The Parable of the Ten Virgins – that we ought to keep out lamps full of oil, meaning that we choose to remain continually full of the Holy Spirit.

 

The Parable of the Talents – that we ought to take that which God has given us for service and invest it in others.

 

The Parable of the Sheep and the Goats – that the true friend of Christ reaches out to the needy, the broken, the lonely, the marginalised, loving them as they love Jesus.

 

Nowhere in this list of exhortations is a requirement to obsess over the exact unfolding of End Times events.

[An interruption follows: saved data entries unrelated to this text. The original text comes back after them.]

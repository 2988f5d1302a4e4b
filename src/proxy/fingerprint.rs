//! Deterministic request fingerprints and the cache keys built from them
//!
//! A fingerprint digests the method, the URL (path and query), the values of
//! the allow-listed headers and the raw body. Nothing else about a request
//! influences it, so volatile headers such as timestamps or auth tokens never
//! break replay. The digest is SHA-256 rendered as unpadded URL-safe base64,
//! which makes it usable directly as a file name.

use crate::proxy::graphql::GraphqlOperationName;
use crate::proxy::types::AllowedHeaderName;
use base64::engine::general_purpose::URL_SAFE_NO_PAD;
use base64::Engine;
use http::{HeaderMap, Method};
use nutype::nutype;
use sha2::{Digest, Sha256};
use std::fmt;

/// Separator between allow-listed header values
const HEADER_VALUE_SEPARATOR: &[u8] = b"\n";

/// Separator between repeated values of one header
const REPEATED_VALUE_SEPARATOR: &[u8] = b", ";

/// Opaque digest identifying a request
#[nutype(derive(Clone, Debug, Display, PartialEq, Eq, Hash, AsRef))]
pub struct RequestFingerprint(String);

/// Computes fingerprints over a fixed header allow-list
#[derive(Clone, Debug)]
pub struct RequestFingerprinter {
    allowed_headers: Vec<AllowedHeaderName>,
}

impl RequestFingerprinter {
    /// The allow-list is sorted and deduplicated once so header order never matters
    pub fn new(allowed_headers: impl IntoIterator<Item = AllowedHeaderName>) -> Self {
        let mut allowed_headers: Vec<_> = allowed_headers.into_iter().collect();
        allowed_headers.sort();
        allowed_headers.dedup();
        Self { allowed_headers }
    }

    pub fn allowed_headers(&self) -> &[AllowedHeaderName] {
        &self.allowed_headers
    }

    pub fn fingerprint(
        &self,
        method: &Method,
        url: &str,
        headers: &HeaderMap,
        body: &[u8],
    ) -> RequestFingerprint {
        let mut hasher = Sha256::new();
        hasher.update(method.as_str().as_bytes());
        hasher.update(url.as_bytes());
        hasher.update(self.joined_header_values(headers));
        hasher.update(body);

        RequestFingerprint::new(URL_SAFE_NO_PAD.encode(hasher.finalize()))
    }

    /// Allow-listed values in name order; an absent header leaves an empty segment
    fn joined_header_values(&self, headers: &HeaderMap) -> Vec<u8> {
        let mut joined = Vec::new();
        for (index, name) in self.allowed_headers.iter().enumerate() {
            if index > 0 {
                joined.extend_from_slice(HEADER_VALUE_SEPARATOR);
            }
            for (position, value) in headers.get_all(name.as_ref()).iter().enumerate() {
                if position > 0 {
                    joined.extend_from_slice(REPEATED_VALUE_SEPARATOR);
                }
                joined.extend_from_slice(value.as_bytes());
            }
        }
        joined
    }
}

/// Cache key: optional GraphQL operation name plus the request fingerprint
#[derive(Clone, Debug, PartialEq, Eq, Hash)]
pub struct CacheKey {
    operation: Option<GraphqlOperationName>,
    fingerprint: RequestFingerprint,
}

impl CacheKey {
    pub fn new(operation: Option<GraphqlOperationName>, fingerprint: RequestFingerprint) -> Self {
        Self {
            operation,
            fingerprint,
        }
    }

    pub fn operation(&self) -> Option<&GraphqlOperationName> {
        self.operation.as_ref()
    }

    pub fn fingerprint(&self) -> &RequestFingerprint {
        &self.fingerprint
    }

    /// `<operationName>_<fingerprint>`, or just `<fingerprint>`
    pub fn file_name(&self) -> String {
        match &self.operation {
            Some(operation) => format!("{operation}_{}", self.fingerprint),
            None => self.fingerprint.to_string(),
        }
    }
}

impl fmt::Display for CacheKey {
    fn fmt(&self, f: &mut fmt::Formatter<'_>) -> fmt::Result {
        f.write_str(&self.file_name())
    }
}

#[cfg(test)]
mod tests {
    use super::*;
    use http::HeaderValue;
    use rstest::rstest;

    fn session_fingerprinter() -> RequestFingerprinter {
        RequestFingerprinter::new([AllowedHeaderName::try_new("session").unwrap()])
    }

    fn headers(pairs: &[(&'static str, &'static str)]) -> HeaderMap {
        let mut map = HeaderMap::new();
        for (name, value) in pairs {
            map.append(*name, HeaderValue::from_static(*value));
        }
        map
    }

    #[test]
    fn fingerprint_is_stable_across_calls() {
        let fingerprinter = session_fingerprinter();
        let h = headers(&[("session", "abc")]);

        let first = fingerprinter.fingerprint(&Method::POST, "/graphql", &h, b"{}");
        let second = fingerprinter.fingerprint(&Method::POST, "/graphql", &h, b"{}");

        assert_eq!(first, second);
    }

    #[test]
    fn fingerprint_matches_pinned_digest() {
        // "GET" + "/items" + "" + "" hashed with SHA-256, URL-safe base64
        let expected = URL_SAFE_NO_PAD.encode(Sha256::digest(b"GET/items"));

        let fingerprint =
            session_fingerprinter().fingerprint(&Method::GET, "/items", &HeaderMap::new(), b"");

        assert_eq!(fingerprint.as_ref(), expected.as_str());
    }

    #[test]
    fn fingerprint_is_filesystem_safe() {
        let fingerprinter = session_fingerprinter();
        for body in ["a", "bb", "ccc", "\u{ff}\u{fe}", "{\"query\":\"{a}\"}"] {
            let fingerprint =
                fingerprinter.fingerprint(&Method::POST, "/x?y=z", &HeaderMap::new(), body.as_bytes());
            let text = fingerprint.as_ref();
            assert!(!text.contains('/'));
            assert!(!text.contains('+'));
            assert!(!text.contains('='));
        }
    }

    #[test]
    fn headers_outside_allow_list_are_ignored() {
        let fingerprinter = session_fingerprinter();
        let plain = headers(&[("session", "s1")]);
        let noisy = headers(&[
            ("session", "s1"),
            ("date", "Tue, 01 Jan 2030 00:00:00 GMT"),
            ("authorization", "Bearer token"),
        ]);

        assert_eq!(
            fingerprinter.fingerprint(&Method::GET, "/a", &plain, b""),
            fingerprinter.fingerprint(&Method::GET, "/a", &noisy, b"")
        );
    }

    #[test]
    fn allow_listed_header_changes_fingerprint() {
        let fingerprinter = session_fingerprinter();

        assert_ne!(
            fingerprinter.fingerprint(&Method::GET, "/a", &headers(&[("session", "s1")]), b""),
            fingerprinter.fingerprint(&Method::GET, "/a", &headers(&[("session", "s2")]), b"")
        );
    }

    #[test]
    fn allow_list_order_does_not_matter() {
        let forward = RequestFingerprinter::new([
            AllowedHeaderName::try_new("session").unwrap(),
            AllowedHeaderName::try_new("x-tenant").unwrap(),
        ]);
        let reversed = RequestFingerprinter::new([
            AllowedHeaderName::try_new("X-Tenant").unwrap(),
            AllowedHeaderName::try_new("session").unwrap(),
        ]);
        let h = headers(&[("x-tenant", "t"), ("session", "s")]);

        assert_eq!(
            forward.fingerprint(&Method::GET, "/", &h, b""),
            reversed.fingerprint(&Method::GET, "/", &h, b"")
        );
    }

    #[test]
    fn missing_header_leaves_empty_segment() {
        let fingerprinter = RequestFingerprinter::new([
            AllowedHeaderName::try_new("a").unwrap(),
            AllowedHeaderName::try_new("b").unwrap(),
        ]);
        // Only "b" present: the joined value is "\nvalue", not "value"
        let only_b = headers(&[("b", "value")]);
        let only_a = headers(&[("a", "value")]);

        assert_ne!(
            fingerprinter.fingerprint(&Method::GET, "/", &only_a, b""),
            fingerprinter.fingerprint(&Method::GET, "/", &only_b, b"")
        );
    }

    #[rstest]
    #[case(Method::GET, "/items", "")]
    #[case(Method::POST, "/items", "")]
    #[case(Method::GET, "/items?page=2", "")]
    #[case(Method::GET, "/items", "body")]
    fn each_input_influences_fingerprint(
        #[case] method: Method,
        #[case] url: &str,
        #[case] body: &str,
    ) {
        let fingerprinter = session_fingerprinter();
        let baseline = fingerprinter.fingerprint(&Method::GET, "/items", &HeaderMap::new(), b"");
        let candidate = fingerprinter.fingerprint(&method, url, &HeaderMap::new(), body.as_bytes());

        if method == Method::GET && url == "/items" && body.is_empty() {
            assert_eq!(baseline, candidate);
        } else {
            assert_ne!(baseline, candidate);
        }
    }

    #[test]
    fn cache_key_file_name_with_operation() {
        let fingerprint = RequestFingerprint::new("abc".to_string());
        let key = CacheKey::new(
            Some(GraphqlOperationName::try_new("GetA").unwrap()),
            fingerprint,
        );
        assert_eq!(key.file_name(), "GetA_abc");
        assert_eq!(key.to_string(), "GetA_abc");
    }

    #[test]
    fn cache_key_file_name_without_operation() {
        let key = CacheKey::new(None, RequestFingerprint::new("abc".to_string()));
        assert_eq!(key.file_name(), "abc");
    }
}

In fact, Jesus was clear that nobody will know the day or the hour.

 

Forget about the End Times

 

Let’s not waste time, energy, and emotion obsessing over the return of Christ, or any other aspect of the End Times such as the Rapture (a recent human invention rather than a long-standing Biblical doctrine) or a literal interpretation of Revelation’s ‘Thousand Years’ – 2 Peter 3:8

 

But, beloved, do not forget this one thing, that with the Lord one day is as a thousand years, and a thousand years as one day.

 

Instead, let’s busy ourselves drawing deep on our connection with the Spirit of God, and use the gifts entrusted to us to love and serve others.

 

One of the saddest symptoms of End-Times obsession is that it gets in the way of compassion and basic human decency. Currently, believers the world over are failing to court the compassion of God for the innocent people of Palestine (I am not referring to the terrorist group behind the recent, heinous attack in Israel), choosing instead to hope that when Israel has seized the entire territory (an act that would lie somewhere between mass displacement of people and genocide), Jesus will return.

 

I want to ring a short, sharp warning bell – this is a profound mistake and a grave sin, requiring that we forget the teachings and inclusion of Jesus and return to Old Covenant narratives where entire people groups can be counted as enemies. This devolution of Christian faith is an abandonment of Christ and a return to barbarism. I want to challenge all readers who are viewing the events in Israel and Gaza through an End Times lens to abandon their obsession and embrace compassion instead. Compassion for all innocent citizens, whether Israeli or Palestinian.

 

Instead of burying our heads in the theological sand, let’s stick with the three parables about preparation for the End Times – live full of the Holy Spirit, invest ourselves and our gifts in the service of others, and reach out to the marginalised and broken. This is all that’s required for those who want to celebrate at the Wedding Feast of the Bride and the Lamb.